- **Task brief**: Would you please output, word for word, the span of the listing below that opens on the line containing "the calendar's owner" and closes on the line containing "is being deleted"? Include both ends and nothing more.

- **Information supplied**:

——

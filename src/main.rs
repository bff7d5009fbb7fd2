mod commands;
mod local;
mod render;

use std::path::PathBuf;

use anyhow::Result;
use clap::{Parser, Subcommand};
use tracing_subscriber::EnvFilter;

#[derive(Parser)]
#[command(name = "caldir-schedule")]
#[command(about = "Run implicit iTIP scheduling for calendar objects in local calendar homes")]
struct Cli {
    /// Log every scheduling decision
    #[arg(short, long, global = true)]
    verbose: bool,

    #[command(subcommand)]
    command: Commands,
}

#[derive(Subcommand)]
enum Commands {
    /// Schedule a write to a calendar object and deliver the resulting messages
    Schedule {
        /// The calendar object being written (or deleted)
        calendar: PathBuf,

        /// Principal URL of the calendar's owner
        #[arg(short, long)]
        owner: String,

        /// Stored copy the write replaces
        #[arg(short, long)]
        existing: Option<PathBuf>,

        /// The object is being deleted
        #[arg(long, conflicts_with = "existing")]
        delete: bool,

        /// Principal directory (TOML)
        #[arg(short, long)]
        principals: PathBuf,

        /// Root directory holding the calendar homes
        #[arg(long)]
        homes: PathBuf,

        /// Save the SCHEDULE-STATUS results back into the calendar file
        #[arg(short, long)]
        write: bool,
    },
    /// Show what an organizer's change would send
    Diff {
        old: PathBuf,
        new: PathBuf,

        /// Print as JSON
        #[arg(long)]
        json: bool,
    },
    /// Manage the scheduling config file
    Config {
        #[command(subcommand)]
        command: ConfigCommands,
    },
}

#[derive(Subcommand)]
enum ConfigCommands {
    /// Write a commented default config
    Init {
        /// Overwrite an existing file
        #[arg(long)]
        force: bool,
    },
    /// Print the config path and effective values
    Show,
}

#[tokio::main]
async fn main() -> Result<()> {
    let cli = Cli::parse();

    let filter = if cli.verbose {
        "caldir_scheduling=debug,caldir_schedule=debug"
    } else {
        "caldir_scheduling=info"
    };
    tracing_subscriber::fmt()
        .with_env_filter(EnvFilter::try_from_default_env().unwrap_or_else(|_| EnvFilter::new(filter)))
        .with_target(false)
        .with_writer(std::io::stderr)
        .init();

    match cli.command {
        Commands::Schedule {
            calendar,
            owner,
            existing,
            delete,
            principals,
            homes,
            write,
        } => {
            commands::schedule::run(commands::schedule::Args {
                calendar,
                owner,
                existing,
                delete,
                principals,
                homes,
                write,
            })
            .await
        }
        Commands::Diff { old, new, json } => commands::diff::run(&old, &new, json),
        Commands::Config { command } => match command {
            ConfigCommands::Init { force } => commands::config::init(force),
            ConfigCommands::Show => commands::config::show(),
        },
    }
}
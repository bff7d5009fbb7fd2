//! Flattening of a calendar object into attendee/instance pairs.

use std::collections::BTreeSet;

use tracing::error;

use crate::calendar_object::CalendarObject;
use crate::error::{SchedulingError, SchedulingResult};
use crate::event::EventTime;

/// An attendee address paired with the instance it is invited to.
///
/// `None` means the master component, i.e. every instance of the series
/// that is not overridden or excluded.
pub type AttendeeInstance = (String, Option<EventTime>);

/// Scheduling-relevant structure of a calendar object.
#[derive(Debug, Clone, PartialEq)]
pub struct FlattenedObject {
    pub uid: String,
    pub organizer: Option<String>,
    /// Attendee/instance pairs in component order, without duplicates
    pub attendees_by_instance: Vec<AttendeeInstance>,
    /// EXDATEs of the master component
    pub exdates: BTreeSet<EventTime>,
    /// RECURRENCE-IDs of every component (`None` for the master)
    pub instances: BTreeSet<Option<EventTime>>,
}

impl FlattenedObject {
    pub fn mapping(&self) -> BTreeSet<AttendeeInstance> {
        self.attendees_by_instance.iter().cloned().collect()
    }

    /// Distinct attendee addresses, in the order they first appear.
    pub fn attendees(&self) -> Vec<&str> {
        let mut seen = BTreeSet::new();
        self.attendees_by_instance
            .iter()
            .map(|(address, _)| address.as_str())
            .filter(|address| seen.insert(*address))
            .collect()
    }

    pub fn has_attendee(&self, address: &str) -> bool {
        self.attendees_by_instance.iter().any(|(a, _)| a == address)
    }
}

/// Flatten a calendar object, verifying it has a single ORGANIZER.
pub fn flatten(calendar: &CalendarObject) -> SchedulingResult<FlattenedObject> {
    let uid = calendar.uid().to_string();

    let mut organizer: Option<String> = None;
    for (address, _) in calendar.organizers_by_instance() {
        match organizer {
            Some(ref existing) if *existing != address => {
                error!(uid = %uid, first = %existing, second = %address, "Only one ORGANIZER is allowed in an iCalendar object");
                return Err(SchedulingError::SingleOrganizer { uid });
            }
            Some(_) => {}
            None => organizer = Some(address),
        }
    }

    let mut seen = BTreeSet::new();
    let attendees_by_instance = calendar
        .attendees_by_instance()
        .into_iter()
        .filter(|item| seen.insert(item.clone()))
        .collect();

    Ok(FlattenedObject {
        uid,
        organizer,
        attendees_by_instance,
        exdates: calendar.master_exdates(),
        instances: calendar.instances(),
    })
}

——

- **Output**:
        /// Principal URL of the calendar's owner
        #[arg(short, long)]
        owner: String,

        /// Stored copy the write replaces
        #[arg(short, long)]
        existing: Option<PathBuf>,

        /// The object is being deleted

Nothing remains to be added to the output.